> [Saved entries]
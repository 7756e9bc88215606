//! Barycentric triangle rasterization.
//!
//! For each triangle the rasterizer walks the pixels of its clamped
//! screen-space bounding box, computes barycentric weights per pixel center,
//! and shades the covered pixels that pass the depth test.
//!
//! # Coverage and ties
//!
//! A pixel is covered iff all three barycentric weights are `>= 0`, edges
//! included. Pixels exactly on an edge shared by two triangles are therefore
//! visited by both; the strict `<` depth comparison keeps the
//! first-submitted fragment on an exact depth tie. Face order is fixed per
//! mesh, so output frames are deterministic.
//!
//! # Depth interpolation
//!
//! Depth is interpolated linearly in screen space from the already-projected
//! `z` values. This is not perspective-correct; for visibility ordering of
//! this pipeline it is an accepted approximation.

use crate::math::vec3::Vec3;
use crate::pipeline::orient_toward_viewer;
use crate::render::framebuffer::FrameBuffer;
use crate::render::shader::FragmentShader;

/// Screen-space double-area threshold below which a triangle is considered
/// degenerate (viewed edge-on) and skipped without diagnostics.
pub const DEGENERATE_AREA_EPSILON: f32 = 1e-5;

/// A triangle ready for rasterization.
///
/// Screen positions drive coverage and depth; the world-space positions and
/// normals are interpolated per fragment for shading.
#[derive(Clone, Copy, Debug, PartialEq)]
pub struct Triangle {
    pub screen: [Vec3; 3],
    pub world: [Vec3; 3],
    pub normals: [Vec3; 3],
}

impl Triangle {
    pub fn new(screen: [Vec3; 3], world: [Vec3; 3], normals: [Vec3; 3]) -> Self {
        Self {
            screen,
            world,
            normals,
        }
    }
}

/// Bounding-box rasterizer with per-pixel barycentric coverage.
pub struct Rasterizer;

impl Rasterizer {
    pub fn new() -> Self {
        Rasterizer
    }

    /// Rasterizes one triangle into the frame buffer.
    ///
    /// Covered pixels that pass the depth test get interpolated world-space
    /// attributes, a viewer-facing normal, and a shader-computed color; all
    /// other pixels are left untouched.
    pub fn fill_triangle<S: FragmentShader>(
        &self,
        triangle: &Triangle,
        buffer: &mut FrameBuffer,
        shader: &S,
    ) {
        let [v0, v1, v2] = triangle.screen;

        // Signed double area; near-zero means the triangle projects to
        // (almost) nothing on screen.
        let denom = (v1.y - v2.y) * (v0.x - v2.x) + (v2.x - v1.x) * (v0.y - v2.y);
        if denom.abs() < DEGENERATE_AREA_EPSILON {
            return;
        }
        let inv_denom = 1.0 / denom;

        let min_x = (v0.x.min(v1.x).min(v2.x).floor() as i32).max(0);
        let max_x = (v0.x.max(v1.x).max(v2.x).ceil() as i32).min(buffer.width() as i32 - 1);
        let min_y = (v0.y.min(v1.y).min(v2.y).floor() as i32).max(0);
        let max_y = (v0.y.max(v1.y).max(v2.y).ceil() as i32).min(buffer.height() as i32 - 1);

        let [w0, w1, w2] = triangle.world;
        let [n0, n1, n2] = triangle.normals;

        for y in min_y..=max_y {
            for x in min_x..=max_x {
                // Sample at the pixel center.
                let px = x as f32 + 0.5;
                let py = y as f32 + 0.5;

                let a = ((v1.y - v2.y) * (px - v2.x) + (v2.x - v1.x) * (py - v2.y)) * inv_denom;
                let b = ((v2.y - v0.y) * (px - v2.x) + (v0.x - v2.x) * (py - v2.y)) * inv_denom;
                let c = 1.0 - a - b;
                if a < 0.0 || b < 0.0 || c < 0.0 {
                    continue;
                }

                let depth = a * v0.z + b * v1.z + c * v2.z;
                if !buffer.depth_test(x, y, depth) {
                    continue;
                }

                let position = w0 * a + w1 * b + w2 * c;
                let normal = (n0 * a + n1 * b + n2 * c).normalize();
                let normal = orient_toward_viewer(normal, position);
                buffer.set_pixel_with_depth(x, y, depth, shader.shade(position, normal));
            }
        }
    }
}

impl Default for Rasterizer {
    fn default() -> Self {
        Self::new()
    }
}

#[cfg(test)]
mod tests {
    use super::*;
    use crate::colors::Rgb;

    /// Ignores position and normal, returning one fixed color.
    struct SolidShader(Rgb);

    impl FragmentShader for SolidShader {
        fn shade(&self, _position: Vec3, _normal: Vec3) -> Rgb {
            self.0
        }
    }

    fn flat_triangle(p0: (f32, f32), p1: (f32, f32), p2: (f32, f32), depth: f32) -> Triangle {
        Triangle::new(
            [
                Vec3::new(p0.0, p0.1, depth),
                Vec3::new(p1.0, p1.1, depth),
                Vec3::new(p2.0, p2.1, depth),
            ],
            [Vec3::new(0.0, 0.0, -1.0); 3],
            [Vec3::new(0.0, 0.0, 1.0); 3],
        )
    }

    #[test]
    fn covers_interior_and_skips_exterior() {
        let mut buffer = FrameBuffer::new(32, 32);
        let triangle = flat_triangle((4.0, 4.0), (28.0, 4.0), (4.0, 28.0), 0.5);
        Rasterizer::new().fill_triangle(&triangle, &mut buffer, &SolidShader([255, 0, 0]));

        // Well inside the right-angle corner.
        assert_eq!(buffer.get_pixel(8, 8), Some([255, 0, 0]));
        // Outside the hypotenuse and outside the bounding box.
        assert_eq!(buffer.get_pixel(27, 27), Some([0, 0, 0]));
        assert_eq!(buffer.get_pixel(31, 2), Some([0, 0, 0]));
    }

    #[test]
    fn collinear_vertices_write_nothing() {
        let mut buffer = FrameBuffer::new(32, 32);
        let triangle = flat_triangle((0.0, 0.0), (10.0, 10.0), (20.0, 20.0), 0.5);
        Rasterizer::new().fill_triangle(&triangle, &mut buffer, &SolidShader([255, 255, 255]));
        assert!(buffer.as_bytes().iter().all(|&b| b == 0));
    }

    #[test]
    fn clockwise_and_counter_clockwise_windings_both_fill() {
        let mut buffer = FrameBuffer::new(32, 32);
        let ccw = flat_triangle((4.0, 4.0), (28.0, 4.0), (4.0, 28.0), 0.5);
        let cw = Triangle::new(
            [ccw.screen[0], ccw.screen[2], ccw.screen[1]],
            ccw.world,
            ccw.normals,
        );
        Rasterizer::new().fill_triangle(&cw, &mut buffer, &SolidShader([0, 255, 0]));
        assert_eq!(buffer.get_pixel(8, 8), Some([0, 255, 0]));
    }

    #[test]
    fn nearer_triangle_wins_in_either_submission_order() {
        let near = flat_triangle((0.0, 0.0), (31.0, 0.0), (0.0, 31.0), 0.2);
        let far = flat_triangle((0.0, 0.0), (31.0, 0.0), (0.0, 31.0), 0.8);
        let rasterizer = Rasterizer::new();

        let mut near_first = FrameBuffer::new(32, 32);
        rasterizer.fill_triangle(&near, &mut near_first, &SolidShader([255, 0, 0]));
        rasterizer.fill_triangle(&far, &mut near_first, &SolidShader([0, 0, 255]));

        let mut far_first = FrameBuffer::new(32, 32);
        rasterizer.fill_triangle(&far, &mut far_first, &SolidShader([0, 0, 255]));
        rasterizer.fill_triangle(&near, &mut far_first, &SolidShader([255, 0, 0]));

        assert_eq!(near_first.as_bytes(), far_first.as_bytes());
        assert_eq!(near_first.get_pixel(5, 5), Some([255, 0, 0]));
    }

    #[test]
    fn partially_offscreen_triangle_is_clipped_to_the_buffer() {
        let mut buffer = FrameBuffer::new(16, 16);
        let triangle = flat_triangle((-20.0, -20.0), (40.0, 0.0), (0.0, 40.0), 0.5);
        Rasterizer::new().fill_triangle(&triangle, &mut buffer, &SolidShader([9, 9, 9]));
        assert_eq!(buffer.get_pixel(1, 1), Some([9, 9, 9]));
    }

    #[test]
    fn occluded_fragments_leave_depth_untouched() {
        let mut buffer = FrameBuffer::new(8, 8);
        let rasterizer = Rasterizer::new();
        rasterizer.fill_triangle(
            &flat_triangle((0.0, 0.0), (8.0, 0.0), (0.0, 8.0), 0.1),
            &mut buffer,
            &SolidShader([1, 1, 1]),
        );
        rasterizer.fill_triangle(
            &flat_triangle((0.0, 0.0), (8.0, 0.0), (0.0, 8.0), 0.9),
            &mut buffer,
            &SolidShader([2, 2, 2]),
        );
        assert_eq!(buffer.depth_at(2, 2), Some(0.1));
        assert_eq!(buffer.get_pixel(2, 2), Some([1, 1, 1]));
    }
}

> [EXERCISE BRIEF] Please output exactly the lines between the one holding "use crate::pipeline::orient_toward_viewer;" and the one holding "let [v0, v1, v2] = triangle.screen;" in the records above, inclusive, and nothing more.

> [OUTPUT]
use crate::pipeline::orient_toward_viewer;
use crate::render::framebuffer::FrameBuffer;
use crate::render::shader::FragmentShader;

/// Screen-space double-area threshold below which a triangle is considered
/// degenerate (viewed edge-on) and skipped without diagnostics.
pub const DEGENERATE_AREA_EPSILON: f32 = 1e-5;

/// A triangle ready for rasterization.
///
/// Screen positions drive coverage and depth; the world-space positions and
/// normals are interpolated per fragment for shading.
#[derive(Clone, Copy, Debug, PartialEq)]
pub struct Triangle {
    pub screen: [Vec3; 3],
    pub world: [Vec3; 3],
    pub normals: [Vec3; 3],
}

impl Triangle {
    pub fn new(screen: [Vec3; 3], world: [Vec3; 3], normals: [Vec3; 3]) -> Self {
        Self {
            screen,
            world,
            normals,
        }
    }
}

/// Bounding-box rasterizer with per-pixel barycentric coverage.
pub struct Rasterizer;

impl Rasterizer {
    pub fn new() -> Self {
        Rasterizer
    }

    /// Rasterizes one triangle into the frame buffer.
    ///
    /// Covered pixels that pass the depth test get interpolated world-space
    /// attributes, a viewer-facing normal, and a shader-computed color; all
    /// other pixels are left untouched.
    pub fn fill_triangle<S: FragmentShader>(
        &self,
        triangle: &Triangle,
        buffer: &mut FrameBuffer,
        shader: &S,
    ) {
        let [v0, v1, v2] = triangle.screen;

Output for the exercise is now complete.